Татьяна Сенина - Кассия стр 171.

Шрифт
Фон

– И если этот опыт… будет противен заповедям, ты всё равно его совершишь?

– Да.

– Но это по сути безбожие! Получается, ты способен хладнокровно принести заповеди в жертву опытам, чтобы что-нибудь познать! Зачем ты пошел в монахи, если легко можешь попрать обеты ради какого-нибудь опыта? Как ты можешь вообще считать себя христианином, если интересы исследователя для тебя стоят выше Евангелия?

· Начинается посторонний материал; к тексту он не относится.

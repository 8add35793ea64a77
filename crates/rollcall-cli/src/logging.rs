// Copyright 2026 Phillip Cloud
// Licensed under the Apache License, Version 2.0

//! Process-wide logger bootstrap. Initialised once; a second call with the
//! same settings is a no-op and a call with different settings is refused.

use anyhow::{Result, anyhow, bail};
use flexi_logger::{
    Cleanup, Criterion, Duplicate, FileSpec, Logger, LoggerHandle, Naming, WriteMode,
};
use std::path::{Path, PathBuf};
use std::sync::{Mutex, OnceLock, PoisonError};

const LOG_FILE_BASENAME: &str = "rollcall";
const MAX_LOG_FILE_SIZE_BYTES: u64 = 10 * 1024 * 1024;
const MAX_LOG_FILES: usize = 5;

static LOGGING_STATE: OnceLock<Mutex<Option<LoggingState>>> = OnceLock::new();

struct LoggingState {
    level: &'static str,
    log_dir: Option<PathBuf>,
    _logger: LoggerHandle,
}

/// Starts logging at `level`, to stderr or, when `log_dir` is set, to
/// rotating files in that directory with warnings echoed to stderr.
pub fn init_logging(level: &str, log_dir: Option<&str>) -> Result<()> {
    let level = normalize_level(level)?;
    let log_dir = log_dir.map(normalize_log_dir).transpose()?;

    let mut slot = LOGGING_STATE
        .get_or_init(|| Mutex::new(None))
        .lock()
        .unwrap_or_else(PoisonError::into_inner);

    if let Some(state) = slot.as_ref() {
        if state.log_dir != log_dir {
            bail!(
                "logging already initialized at {}; refusing to switch to {}",
                describe(state.log_dir.as_deref()),
                describe(log_dir.as_deref())
            );
        }
        if state.level != level {
            bail!(
                "logging already initialized with level `{}`; refusing to switch to `{level}`",
                state.level
            );
        }
        return Ok(());
    }

    let logger = Logger::try_with_str(level)
        .map_err(|error| anyhow!("invalid log level `{level}`: {error}"))?;
    let logger = match &log_dir {
        Some(dir) => {
            std::fs::create_dir_all(dir)
                .map_err(|error| anyhow!("create log directory {}: {error}", dir.display()))?;
            logger
                .log_to_file(
                    FileSpec::default()
                        .directory(dir.as_path())
                        .basename(LOG_FILE_BASENAME),
                )
                .rotate(
                    Criterion::Size(MAX_LOG_FILE_SIZE_BYTES),
                    Naming::Numbers,
                    Cleanup::KeepLogFiles(MAX_LOG_FILES),
                )
                .write_mode(WriteMode::BufferAndFlush)
                .append()
                .duplicate_to_stderr(Duplicate::Warn)
                .format_for_files(flexi_logger::detailed_format)
        }
        None => logger.log_to_stderr(),
    };
    let handle = logger
        .start()
        .map_err(|error| anyhow!("failed to start logger: {error}"))?;

    log::info!(
        "event=app_start module=cli status=ok version={} level={level} log_dir={}",
        env!("CARGO_PKG_VERSION"),
        describe(log_dir.as_deref())
    );

    *slot = Some(LoggingState {
        level,
        log_dir,
        _logger: handle,
    });
    Ok(())
}

pub fn normalize_level(level: &str) -> Result<&'static str> {
    match level.trim().to_ascii_lowercase().as_str() {
        "trace" => Ok("trace"),
        "debug" => Ok("debug"),
        "info" => Ok("info"),
        "warn" | "warning" => Ok("warn"),
        "error" => Ok("error"),
        other => bail!("unsupported log level `{other}`; expected trace|debug|info|warn|error"),
    }
}

pub fn normalize_log_dir(log_dir: &str) -> Result<PathBuf> {
    let trimmed = log_dir.trim();
    if trimmed.is_empty() {
        bail!("log dir cannot be empty");
    }
    let path = Path::new(trimmed);
    if !path.is_absolute() {
        bail!("log dir must be an absolute path, got `{trimmed}`");
    }
    Ok(path.to_path_buf())
}

fn describe(dir: Option<&Path>) -> String {
    match dir {
        Some(dir) => dir.display().to_string(),
        None => "stderr".to_owned(),
    }
}
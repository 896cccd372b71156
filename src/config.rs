use serde::{Deserialize, Serialize};
use std::env;

use crate::error::{AppError, AppResult};
use crate::services::DEFAULT_HISTORY_CAPACITY;

/// 历史记录容量上限 (配置校验使用)
pub const MAX_HISTORY_CAPACITY: usize = 10_000;

#[derive(Debug, Clone, Default, Serialize, Deserialize)]
pub struct Config {
    #[serde(default)]
    pub history: HistoryConfig,
    #[serde(default)]
    pub catalog: CatalogConfig,
    #[serde(default)]
    pub log: LogConfig,
}

#[derive(Debug, Clone, Serialize, Deserialize)]
pub struct HistoryConfig {
    /// 抽奖历史最多保留的条数 (1..=MAX_HISTORY_CAPACITY)
    #[serde(default = "default_history_capacity")]
    pub capacity: usize,
}

impl Default for HistoryConfig {
    fn default() -> Self {
        Self {
            capacity: DEFAULT_HISTORY_CAPACITY,
        }
    }
}

#[derive(Debug, Clone, Default, Serialize, Deserialize)]
pub struct CatalogConfig {
    /// 奖品目录文件 (`[[items]]` 表)，未配置时使用内置数据
    #[serde(default)]
    pub path: Option<String>,
}

#[derive(Debug, Clone, Serialize, Deserialize)]
pub struct LogConfig {
    #[serde(default = "default_log_level")]
    pub level: String,
}

impl Default for LogConfig {
    fn default() -> Self {
        Self {
            level: default_log_level(),
        }
    }
}

fn default_history_capacity() -> usize {
    DEFAULT_HISTORY_CAPACITY
}

fn default_log_level() -> String {
    "info".to_string()
}

impl Config {
    /// 读取 `CONFIG_PATH` (默认 `config.toml`)，再用环境变量覆盖。
    /// 配置文件不存在时使用默认值与环境变量。
    /// 返回值第二项为加载过程中的提示，日志初始化后再输出。
    pub fn from_toml() -> AppResult<(Self, Vec<String>)> {
        let config_path = env::var("CONFIG_PATH").unwrap_or_else(|_| "config.toml".to_string());
        Self::load_with_env(&config_path, |name| env::var(name).ok())
    }

    /// 与 `from_toml` 相同，但环境变量通过 `get_env` 读取
    pub fn load_with_env(
        config_path: &str,
        get_env: impl Fn(&str) -> Option<String>,
    ) -> AppResult<(Self, Vec<String>)> {
        use std::io::ErrorKind;

        let mut warnings = Vec::new();

        let mut config = match std::fs::read_to_string(config_path) {
            // 有配置文件：先解析，校验放到环境变量覆盖之后
            Ok(config_str) => Self::parse_toml_str(&config_str).map_err(|e| {
                AppError::ConfigError(format!("failed to parse {config_path}: {e}"))
            })?,
            Err(e) if e.kind() == ErrorKind::NotFound => {
                warnings.push(format!("No config file at {config_path}, using defaults"));
                Config::default()
            }
            Err(e) => {
                return Err(AppError::ConfigError(format!(
                    "unable to read config file {config_path}: {e}"
                )));
            }
        };

        warnings.extend(config.apply_env_overrides(get_env));
        config.validate()?;
        Ok((config, warnings))
    }

    /// 解析并校验配置字符串 (不读取环境变量)
    pub fn from_toml_str(config_str: &str) -> AppResult<Self> {
        let config = Self::parse_toml_str(config_str)?;
        config.validate()?;
        Ok(config)
    }

    fn parse_toml_str(config_str: &str) -> AppResult<Self> {
        Ok(toml::from_str(config_str)?)
    }

    // 环境变量覆盖（即便文件存在时也覆盖），返回无法解析的变量
    fn apply_env_overrides(&mut self, get_env: impl Fn(&str) -> Option<String>) -> Vec<String> {
        let mut warnings = Vec::new();

        if let Some(v) = get_env("HISTORY_CAPACITY") {
            match v.trim().parse() {
                Ok(n) => self.history.capacity = n,
                Err(_) => warnings.push(format!("Ignoring unparsable HISTORY_CAPACITY: {v}")),
            }
        }
        if let Some(v) = get_env("CATALOG_PATH")
            && !v.trim().is_empty()
        {
            self.catalog.path = Some(v);
        }
        if let Some(v) = get_env("LOG_LEVEL") {
            self.log.level = v;
        }

        warnings
    }

    pub fn validate(&self) -> AppResult<()> {
        if !(1..=MAX_HISTORY_CAPACITY).contains(&self.history.capacity) {
            return Err(AppError::ConfigError(format!(
                "history.capacity must be between 1 and {MAX_HISTORY_CAPACITY}, got {}",
                self.history.capacity
            )));
        }
        Ok(())
    }
}
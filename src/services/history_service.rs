use std::collections::VecDeque;
use std::sync::Arc;

use chrono::{DateTime, Utc};
use parking_lot::RwLock;

use crate::models::{HistoryEntry, PaginatedResponse, PaginationParams, SpinItem};

pub const DEFAULT_HISTORY_CAPACITY: usize = 50;

#[derive(Debug, Default)]
struct HistoryState {
    /// 最新在前
    entries: VecDeque<HistoryEntry>,
    counter: u64,
}

/// 抽奖历史 (有容量上限，最新在前)
///
/// clone 得到的是同一份历史的句柄；只能通过 [`HistoryService::record_selection`] 修改，
/// 读取返回副本。
#[derive(Debug, Clone)]
pub struct HistoryService {
    state: Arc<RwLock<HistoryState>>,
    capacity: usize,
}

impl Default for HistoryService {
    fn default() -> Self {
        Self::new(DEFAULT_HISTORY_CAPACITY)
    }
}

impl HistoryService {
    /// 创建空的历史记录，容量至少为 1
    /// 预分配不超过默认容量，其余按需增长
    pub fn new(capacity: usize) -> Self {
        let capacity = capacity.max(1);
        Self {
            state: Arc::new(RwLock::new(HistoryState {
                entries: VecDeque::with_capacity(capacity.min(DEFAULT_HISTORY_CAPACITY)),
                counter: 0,
            })),
            capacity,
        }
    }

    /// 记录一次抽奖结果 (当前时间)
    pub fn record_selection(&self, item: &SpinItem) {
        self.record_selection_at(item, Utc::now());
    }

    /// 记录一次抽奖结果:
    /// 1. 计数器加一作为新 id
    /// 2. 复制 label / group / weight 并附上时间戳
    /// 3. 插入最前，超出容量时丢弃最旧的记录
    ///
    /// 三步在同一个写锁内完成。
    pub fn record_selection_at(&self, item: &SpinItem, at: DateTime<Utc>) {
        let mut state = self.state.write();
        state.counter += 1;
        let entry = HistoryEntry::snapshot(state.counter, item, at);
        log::debug!(
            "Recorded spin #{}: {} ({})",
            entry.id,
            entry.label,
            entry.group
        );
        state.entries.push_front(entry);
        state.entries.truncate(self.capacity);
    }

    /// 当前历史记录副本 (最新在前)
    pub fn entries(&self) -> Vec<HistoryEntry> {
        self.state.read().entries.iter().cloned().collect()
    }

    pub fn latest(&self) -> Option<HistoryEntry> {
        self.state.read().entries.front().cloned()
    }

    /// 分页获取历史记录 (最新在前)
    pub fn page(&self, params: &PaginationParams) -> PaginatedResponse<HistoryEntry> {
        let state = self.state.read();
        let total = state.entries.len();
        let data: Vec<HistoryEntry> = state
            .entries
            .iter()
            .skip(params.get_offset())
            .take(params.get_limit())
            .cloned()
            .collect();
        PaginatedResponse::new(data, params, total)
    }

    pub fn len(&self) -> usize {
        self.state.read().entries.len()
    }

    pub fn is_empty(&self) -> bool {
        self.state.read().entries.is_empty()
    }

    pub fn capacity(&self) -> usize {
        self.capacity
    }
}
pub mod history;
pub mod pagination;
pub mod template;

pub use history::*;
pub use pagination::*;
pub use template::*;
//! 分页相关的数据结构

use serde::{Deserialize, Serialize};

const DEFAULT_PAGE_SIZE: u32 = 20;
const MAX_PAGE_SIZE: u32 = 100;

#[derive(Debug, Clone, Default, Deserialize, Serialize)]
pub struct PaginationParams {
    pub page: Option<u32>,
    pub page_size: Option<u32>,
}

impl PaginationParams {
    pub fn new(page: Option<u32>, page_size: Option<u32>) -> Self {
        Self { page, page_size }
    }

    pub fn get_page(&self) -> u32 {
        self.page.unwrap_or(1).max(1)
    }

    pub fn get_page_size(&self) -> u32 {
        self.page_size
            .unwrap_or(DEFAULT_PAGE_SIZE)
            .clamp(1, MAX_PAGE_SIZE)
    }

    pub fn get_offset(&self) -> usize {
        (self.get_page() as usize - 1) * self.get_page_size() as usize
    }

    pub fn get_limit(&self) -> usize {
        self.get_page_size() as usize
    }
}

#[derive(Debug, Clone, Serialize)]
pub struct PaginatedResponse<T> {
    pub data: Vec<T>,
    pub page: u32,
    pub page_size: u32,
    pub total: usize,
    pub total_pages: usize,
}

impl<T> PaginatedResponse<T> {
    pub fn new(data: Vec<T>, params: &PaginationParams, total: usize) -> Self {
        let page_size = params.get_page_size();
        let total_pages = total.div_ceil(page_size as usize);
        Self {
            data,
            page: params.get_page(),
            page_size,
            total,
            total_pages,
        }
    }
}
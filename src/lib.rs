pub mod config;
pub mod error;
pub mod models;
pub mod services;

pub use config::Config;
pub use error::{AppError, AppResult};
pub use services::{CatalogService, DEFAULT_HISTORY_CAPACITY, HistoryService};
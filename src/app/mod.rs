pub mod actions;
mod app;
pub mod events;
pub mod flow;
pub mod headless;
pub mod prompt_builder;

pub use app::App;
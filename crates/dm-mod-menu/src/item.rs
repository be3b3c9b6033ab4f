pub const MENU_ITEM_ID: &str = "demystify-code";
pub const MENU_ITEM_TITLE: &str = "Demystify code";

/// When an entry is shown
#[derive(Debug, Clone, Copy, PartialEq, Eq)]
pub enum MenuContext {
    Selection,
}

#[derive(Debug, Clone, PartialEq, Eq)]
pub struct MenuItem {
    pub id: &'static str,
    pub title: &'static str,
    pub contexts: Vec<MenuContext>,
}

impl MenuItem {
    pub fn demystify() -> Self {
        Self { id: MENU_ITEM_ID, title: MENU_ITEM_TITLE, contexts: vec![MenuContext::Selection] }
    }
}

#[derive(Debug, Clone, Copy, PartialEq, Eq)]
pub enum ClickOutcome {
    OpenPopup,
    Ignored,
}
pub mod persistence;

/// UI-side state of the popup. Flow state lives in the flow; this only
/// tracks presentation concerns.
#[derive(Debug, Default)]
pub struct State {
    /// Settings form shown instead of the content pane
    pub show_settings: bool,
    /// Content pane scroll offset, in wrapped lines
    pub scroll: u16,
    /// Largest useful scroll offset, computed at render time
    pub max_scroll: u16,
    /// Current spinner frame index
    pub spinner_frame: usize,
    /// Name of the selection source, shown in the header
    pub source_label: Option<String>,
    /// Needs a redraw
    pub dirty: bool,
}

impl State {
    pub fn new(source_label: Option<String>) -> Self {
        Self { source_label, dirty: true, ..Default::default() }
    }

    pub fn scroll_up(&mut self, amount: u16) {
        self.scroll = self.scroll.saturating_sub(amount);
        self.dirty = true;
    }

    pub fn scroll_down(&mut self, amount: u16) {
        self.scroll = self.scroll.saturating_add(amount).min(self.max_scroll);
        self.dirty = true;
    }

    pub fn reset_scroll(&mut self) {
        self.scroll = 0;
        self.dirty = true;
    }
}

#[cfg(test)]
mod tests {
    use super::*;

    #[test]
    fn scroll_is_clamped() {
        let mut state = State::new(None);
        state.max_scroll = 5;
        state.scroll_down(3);
        state.scroll_down(10);
        assert_eq!(state.scroll, 5);
        state.scroll_up(2);
        assert_eq!(state.scroll, 3);
        state.scroll_up(10);
        assert_eq!(state.scroll, 0);
    }
}
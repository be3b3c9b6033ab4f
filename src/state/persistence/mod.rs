//! File-based persistence. Only settings are persisted; explanations are not.
pub mod config;

pub use config::ConfigStore;
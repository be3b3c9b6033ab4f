/// Things the popup can be asked to do, produced by [`super::events::handle_event`].
#[derive(Debug, Clone, PartialEq, Eq)]
pub enum Action {
    None,
    ToggleSettings,
    EditCredential(CredentialEdit),
    ScrollUp(u16),
    ScrollDown(u16),
    ScrollTop,
    RereadSelection,
}

/// A single edit of the password field
#[derive(Debug, Clone, PartialEq, Eq)]
pub enum CredentialEdit {
    Insert(char),
    Paste(String),
    Backspace,
    Clear,
}

/// Apply an edit to the current credential text. The cursor is always at the end.
pub fn apply_credential_edit(current: &str, edit: &CredentialEdit) -> String {
    match edit {
        CredentialEdit::Insert(c) => {
            let mut next = current.to_string();
            next.push(*c);
            next
        }
        // Keys are single-line; a paste usually drags a trailing newline along
        CredentialEdit::Paste(text) => {
            let mut next = current.to_string();
            next.extend(text.chars().filter(|c| *c != '\n' && *c != '\r'));
            next
        }
        CredentialEdit::Backspace => {
            let mut next = current.to_string();
            next.pop();
            next
        }
        CredentialEdit::Clear => String::new(),
    }
}
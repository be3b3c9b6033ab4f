//! Flow-facing value types shared between the flow, the UI, and the selection crate.

/// Observable status of the demystify flow.
///
/// Only the flow mutates it; the UI renders it with an exhaustive match.
#[derive(Debug, Clone, Default, PartialEq, Eq)]
pub enum FlowState {
    /// Nothing to do: selection or credential is empty
    #[default]
    Idle,
    /// A completion request for the current run is in flight
    Loading,
    /// The current run finished with an explanation (already trimmed)
    Succeeded { explanation: String },
    /// The current run failed; carries the user-facing message only
    Failed { message: String },
}

impl FlowState {
    pub fn is_loading(&self) -> bool {
        matches!(self, FlowState::Loading)
    }

    /// Short lowercase name, used in logs
    pub fn label(&self) -> &'static str {
        match self {
            FlowState::Idle => "idle",
            FlowState::Loading => "loading",
            FlowState::Succeeded { .. } => "succeeded",
            FlowState::Failed { .. } => "failed",
        }
    }
}

/// Text captured from a selection source. Immutable once captured.
#[derive(Debug, Clone, Default, PartialEq, Eq)]
pub struct Selection(String);

impl Selection {
    pub fn new(text: impl Into<String>) -> Self {
        Self(text.into())
    }

    pub fn empty() -> Self {
        Self(String::new())
    }

    pub fn as_str(&self) -> &str {
        &self.0
    }

    pub fn is_empty(&self) -> bool {
        self.0.is_empty()
    }
}

impl From<String> for Selection {
    fn from(text: String) -> Self {
        Self(text)
    }
}

impl From<&str> for Selection {
    fn from(text: &str) -> Self {
        Self(text.to_string())
    }
}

– Это не так. Выше Евангелия для меня ничто не стоит. Но в Евангелии сказано, что, прежде чем строить здание, следует рассчитать, хватит ли средств, чтобы его окончить, и прежде чем идти на бой с превосходящим войском противника, следует подумать, хватит ли у тебя сил победить его. Древние философы недаром говорили, что надо познать самого себя. Так вот, я знаю, что страсть к опытам во мне настолько сильна, что бороться с ней – по крайней мере, на данной ступеньке моей жизни – занятие совершенно бессмысленное. Поэтому если на меня вдруг находит соблазн совершить нечто против заповедей, я прежде всего пытаюсь понять, что мною движет – просто похоть, например, или та самая страсть исследователя. С обычными страстями я буду бороться, как бы сильно они ни нападали. Но если я пойму, что мною движет страсть к опытам, я не противлюсь ей, потому что это враг, идущий с сотней тысяч войска против моего десятка, и сопротивление приведет лишь к тому, что он всё равно меня преодолеет, рано или поздно, но при этом разбив всё мое войско, так что я лишусь возможности противиться и тем врагам, с которыми раньше успешно боролся. Поэтому если я борюсь, то борюсь ради заповедей, и если я сдаюсь, то в некотором смысле ради них же – чтобы не расточить и то, что удалось собрать.

– Ты хочешь сказать, что когда ты исполняешь добродетели, то твоя цель – спасение души, а когда ты совершаешь грех ради очередного опыта, то и тогда твоя цель – спасение души, через отступление для сохранения войска?

– По крайней мере, я стараюсь, чтобы это было так. Замечу, что Аристотель не назвал бы меня распущенным. Если ты помнишь: "Человек, который ищет излишеств в удовольствиях или излишне, или по сознательному выбору ради самих излишеств, но отнюдь не ради чего-то другого, что из этого получается, – такой человек и есть распущенный". Но, разумеется, это ни в коей мере не является оправданием.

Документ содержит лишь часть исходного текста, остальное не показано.